Not dead — not empty — just… silent. Like it had exhaled every secret it was willing to share, and now waited.
Kaen sat near its edge, knees drawn up, arms resting loosely, the scent of scorched stone still clinging to his clothes.
The name still echoed in his mind.
It didn't feel foreign.
It felt buried.
Reiji leaned against a fractured pillar, arms crossed, watching Kaen with quiet wariness.
Shigure stood near the far wall, examining the runes in silence — not reading them, but remembering them.
She had seen this place before.
Not with her eyes, perhaps.
But in training. In dreams. In warnings.
"So," Reiji finally said, "that thing… that voice. It knew your name."
"That wasn't just Māna," Reiji pressed. "It knew you."
"I don't want to talk about it," Kaen said, voice low.
The silence that followed was heavier than any argument.
Reiji frowned, not angry — not yet — but visibly shaken.
"You nearly lit yourself on fire, Kaen. Again. And then you started glowing. I think we deserve some answers."
"You'll get them when I have them," Kaen replied.
"Right I'm as lost as you."
Shigure stepped forward, her voice calm but firm.
"You're not lost. You're waking up."
Kaen looked up, eyes sharp.
"Waking up to what?"
"To what you are. What you were meant to be."
Reiji scoffed.
"You're both speaking in riddles again. Just say it — what is he?"
"A scar," Shigure said.
"A living reminder of something the world tried to erase."
The words hit Kaen harder than he expected.
He wasn't just a weapon.
He wasn't just bloodlines and fire.
He was a wound.
"Is that all I am?" he asked bitterly.
"No," she said. "But it's where you start."

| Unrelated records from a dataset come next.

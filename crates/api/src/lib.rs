//! Glacier-parity HTTP query surface.

use std::net::SocketAddr;
use std::ops::Deref;
use std::sync::Arc;

use axum::{routing::get, Router};
use serde::{Deserialize, Serialize};
use tokio::sync::watch;
use tower_http::{cors::CorsLayer, trace};
use tracing::Level;

use serac_avalanche::indexers::StatsSnapshot;
use serac_avalanche::rpc::NodeClient;
use serac_core::{ChainTag, Domain, ServeError};

mod error;
pub mod mapping;
mod params;
mod routes;

pub use error::Error;

#[derive(Debug, Clone, Serialize, Deserialize)]
pub struct Config {
    pub listen_address: SocketAddr,
    pub permissive_cors: Option<bool>,
}

/// Shared request state: the domain plus the live collaborators the routes
/// enrich from.
pub struct FacadeInner<D: Domain> {
    pub domain: D,
    pub stats: watch::Receiver<Option<StatsSnapshot>>,
    /// P-chain node, for live validator enrichment. Optional: without it the
    /// validators endpoints serve indexed fields only.
    pub platform_rpc: Option<NodeClient>,
}

pub struct Facade<D: Domain>(pub Arc<FacadeInner<D>>);

impl<D: Domain> Clone for Facade<D> {
    fn clone(&self) -> Self {
        Self(self.0.clone())
    }
}

impl<D: Domain> Deref for Facade<D> {
    type Target = FacadeInner<D>;

    fn deref(&self) -> &Self::Target {
        &self.0
    }
}

impl<D: Domain> Facade<D> {
    /// Resolve `{net}` or fail with 404. `testnet` is an alias for fuji.
    pub fn check_network(&self, net: &str) -> Result<(), Error> {
        let name = self.domain.params().name.as_str();

        let matches = net == name || (net == "testnet" && name == "fuji");

        if matches {
            Ok(())
        } else {
            Err(Error::NotFound)
        }
    }

    /// Resolve `{chain}` (alias or full id) or fail with 404.
    pub fn resolve_chain(&self, segment: &str) -> Result<ChainTag, Error> {
        self.domain
            .params()
            .resolve_chain(segment)
            .ok_or(Error::NotFound)
    }
}

pub fn router<D: Domain>(facade: Facade<D>, permissive_cors: bool) -> Router {
    Router::new()
        .route("/health", get(routes::health::live::<D>))
        .route("/status", get(routes::health::status::<D>))
        .route("/v1/networks/{net}", get(routes::network::details::<D>))
        .route(
            "/v1/networks/{net}/blockchains",
            get(routes::blockchains::list::<D>),
        )
        .route(
            "/v1/networks/{net}/blockchains/{blockchain_id}",
            get(routes::blockchains::by_id::<D>),
        )
        .route(
            "/v1/networks/{net}/subnets",
            get(routes::subnets::list::<D>),
        )
        .route(
            "/v1/networks/{net}/subnets/{id}",
            get(routes::subnets::by_id::<D>),
        )
        .route(
            "/v1/networks/{net}/validators",
            get(routes::validators::list::<D>),
        )
        .route(
            "/v1/networks/{net}/validators/{node_id}",
            get(routes::validators::by_node::<D>),
        )
        .route(
            "/v1/networks/{net}/rewards",
            get(routes::rewards::list::<D>),
        )
        .route(
            "/v1/networks/{net}/addresses/{address}/chains",
            get(routes::network::chains_for_address::<D>),
        )
        .route(
            "/v1/networks/{net}/blockchains/{blockchain_id}/utxos",
            get(routes::utxos::list::<D>),
        )
        .route(
            "/v1/networks/{net}/blockchains/{blockchain_id}/balances",
            get(routes::balances::get::<D>),
        )
        .with_state(facade)
        .layer(
            trace::TraceLayer::new_for_http()
                .make_span_with(trace::DefaultMakeSpan::new().level(Level::INFO))
                .on_response(trace::DefaultOnResponse::new().level(Level::INFO)),
        )
        .layer(if permissive_cors {
            CorsLayer::permissive()
        } else {
            CorsLayer::new()
        })
}

/// Everything the driver needs besides the domain itself.
#[derive(Clone)]
pub struct DriverConfig {
    pub http: Config,
    pub stats: watch::Receiver<Option<StatsSnapshot>>,
    pub platform_rpc: Option<NodeClient>,
}

pub struct Driver;

impl<D: Domain> serac_core::Driver<D> for Driver {
    type Config = DriverConfig;

    async fn run(
        config: Self::Config,
        domain: D,
        cancel: tokio_util::sync::CancellationToken,
    ) -> Result<(), ServeError> {
        let facade = Facade(Arc::new(FacadeInner {
            domain,
            stats: config.stats,
            platform_rpc: config.platform_rpc,
        }));

        let app = router(facade, config.http.permissive_cors.unwrap_or_default());

        let listener = tokio::net::TcpListener::bind(config.http.listen_address)
            .await
            .map_err(ServeError::BindError)?;

        axum::serve(listener, app)
            .with_graceful_shutdown(async move { cancel.cancelled().await })
            .await
            .map_err(ServeError::ShutdownError)?;

        Ok(())
    }
}
//! Store traits implemented by the storage crate.
//!
//! All writes go through atomic batches. A batch that advances a watermark
//! must carry the state mutations that consumed those inputs; partially
//! filled batches are dropped, never committed.

use crate::{
    ids::{AssetId, UtxoId},
    model::{AssetInfo, SpendInfo, StoredUtxo, UtxoUpdate},
    BlockHeight, ChainTag, RawPayload, StoreError, TxIndex,
};

/// Chain-scoped KV of raw block payloads, keyed by big-endian height.
pub trait BlockStore: Clone + Send + Sync + 'static {
    /// The `latest` marker. Never exceeds any present block: payloads and the
    /// marker commit in one batch.
    fn latest(&self) -> Result<Option<BlockHeight>, StoreError>;

    fn get(&self, height: BlockHeight) -> Result<Option<RawPayload>, StoreError>;

    fn put_batch(
        &self,
        blocks: &[(BlockHeight, RawPayload)],
        new_latest: BlockHeight,
    ) -> Result<(), StoreError>;
}

/// Sequential tx entries for the pre-Cortina X-chain era (no linear blocks).
pub trait TxLogStore: Clone + Send + Sync + 'static {
    fn latest_tx(&self) -> Result<Option<TxIndex>, StoreError>;

    fn get_tx(&self, index: TxIndex) -> Result<Option<RawPayload>, StoreError>;

    fn put_tx_batch(
        &self,
        txs: &[(TxIndex, RawPayload)],
        new_latest: TxIndex,
    ) -> Result<(), StoreError>;
}

/// Watermark cells owned by the UTXO indexing engine, one per runner stage.
#[derive(Debug, Clone, Copy, PartialEq, Eq)]
pub enum StageWatermark {
    Platform,
    ExchangePreCortina,
    ExchangeBlocks,
    Contract,
}

impl StageWatermark {
    pub fn key(&self) -> &'static [u8] {
        match self {
            StageWatermark::Platform => b"p_watermark",
            StageWatermark::ExchangePreCortina => b"x_pre_cortina_watermark",
            StageWatermark::ExchangeBlocks => b"x_block_watermark",
            StageWatermark::Contract => b"c_watermark",
        }
    }
}

/// The chain-partitioned UTXO store plus the shared spend and address
/// indexes. Reads see committed state only; in-progress batch writes are
/// visible through the batch's own pending map.
pub trait UtxoStore: Clone + Send + Sync + 'static {
    type Batch: UtxoBatch;

    fn start_batch(&self) -> Result<Self::Batch, StoreError>;

    fn get_utxo(&self, chain: ChainTag, id: &UtxoId) -> Result<Option<StoredUtxo>, StoreError>;

    fn get_spend(&self, chain: ChainTag, id: &UtxoId) -> Result<Option<SpendInfo>, StoreError>;

    /// Candidate set for one address, from the prefix-scan index.
    fn by_address(&self, chain: ChainTag, address: &str) -> Result<Vec<UtxoId>, StoreError>;

    fn get_asset(&self, id: &AssetId) -> Result<Option<AssetInfo>, StoreError>;

    fn watermark(&self, stage: StageWatermark) -> Result<Option<BlockHeight>, StoreError>;
}

/// An atomic write batch over the UTXO store.
///
/// `upsert` reads any existing record first from this batch's pending map,
/// else from committed state, merges non-null fields, and stages the result.
/// The KV engine does not honor read-your-writes inside a batch; the pending
/// map is what makes a tx able to consume its own earlier outputs.
pub trait UtxoBatch {
    fn upsert(
        &mut self,
        chain: ChainTag,
        id: &UtxoId,
        update: UtxoUpdate,
    ) -> Result<(), StoreError>;

    fn mark_spent(
        &mut self,
        chain: ChainTag,
        id: &UtxoId,
        info: &SpendInfo,
    ) -> Result<(), StoreError>;

    fn index_address(
        &mut self,
        chain: ChainTag,
        address: &str,
        id: &UtxoId,
    ) -> Result<(), StoreError>;

    fn put_asset(&mut self, info: &AssetInfo) -> Result<(), StoreError>;

    fn set_watermark(&mut self, stage: StageWatermark, value: u64) -> Result<(), StoreError>;

    fn commit(self) -> Result<(), StoreError>;
}

/// Namespaces for the small domain indexers. Each owns its own watermark.
#[derive(Debug, Clone, Copy, PartialEq, Eq, Hash)]
pub enum BucketKind {
    Validators,
    Subnets,
    Blockchains,
    Rewards,
    ChainList,
    NetworkStats,
}

impl BucketKind {
    pub const ALL: [BucketKind; 6] = [
        BucketKind::Validators,
        BucketKind::Subnets,
        BucketKind::Blockchains,
        BucketKind::Rewards,
        BucketKind::ChainList,
        BucketKind::NetworkStats,
    ];

    pub fn dir_name(&self) -> &'static str {
        match self {
            BucketKind::Validators => "validators",
            BucketKind::Subnets => "subnets",
            BucketKind::Blockchains => "blockchains",
            BucketKind::Rewards => "rewards",
            BucketKind::ChainList => "chain_list",
            BucketKind::NetworkStats => "network_stats",
        }
    }
}

/// Write op for a bucket batch: `None` deletes the key.
pub type BucketWrite = (Vec<u8>, Option<Vec<u8>>);

/// A plain ordered KV namespace with prefix scans and atomic batches.
pub trait KvBucket: Clone + Send + Sync + 'static {
    fn get(&self, key: &[u8]) -> Result<Option<Vec<u8>>, StoreError>;

    fn scan_prefix(&self, prefix: &[u8]) -> Result<Vec<(Vec<u8>, Vec<u8>)>, StoreError>;

    fn write(&self, entries: &[BucketWrite]) -> Result<(), StoreError>;
}

pub const BUCKET_WATERMARK_KEY: &[u8] = b"_watermark";

/// Read a bucket's big-endian u64 watermark cell.
pub fn bucket_watermark<B: KvBucket>(bucket: &B) -> Result<Option<BlockHeight>, StoreError> {
    let Some(raw) = bucket.get(BUCKET_WATERMARK_KEY)? else {
        return Ok(None);
    };

    let bytes: [u8; 8] = raw
        .as_slice()
        .try_into()
        .map_err(|_| StoreError::Codec("watermark cell is not 8 bytes".into()))?;

    Ok(Some(u64::from_be_bytes(bytes)))
}

pub fn watermark_write(value: BlockHeight) -> BucketWrite {
    (BUCKET_WATERMARK_KEY.to_vec(), Some(value.to_be_bytes().to_vec()))
}

/// Forever-cache for immutable RPC responses.
pub trait RpcCache: Clone + Send + Sync + 'static {
    fn get(&self, key: &str) -> Result<Option<Vec<u8>>, StoreError>;

    fn put(&self, key: &str, value: &[u8]) -> Result<(), StoreError>;
}

pub const REWARD_CACHE_PREFIX: &str = "reward:";
pub const ATOMIC_SOURCE_CACHE_PREFIX: &str = "atomic:source:";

She turned to the runes on the wall.
"This temple was built to guard the flame that shapes as much as it scorches. Not from the world — for the world. But the world feared it. So they called it cursed. Hollow. Dangerous. Just like they'll call you."
Kaen's eyes flicked to Reiji.
The silence between them widened.
He could feel it — the distance.
Not hatred.
But fear.
And that was worse.
Shigure continued:
"We'll need to move. The Hollow Woken will reform, and more will come. Especially now that the Rift has seen you."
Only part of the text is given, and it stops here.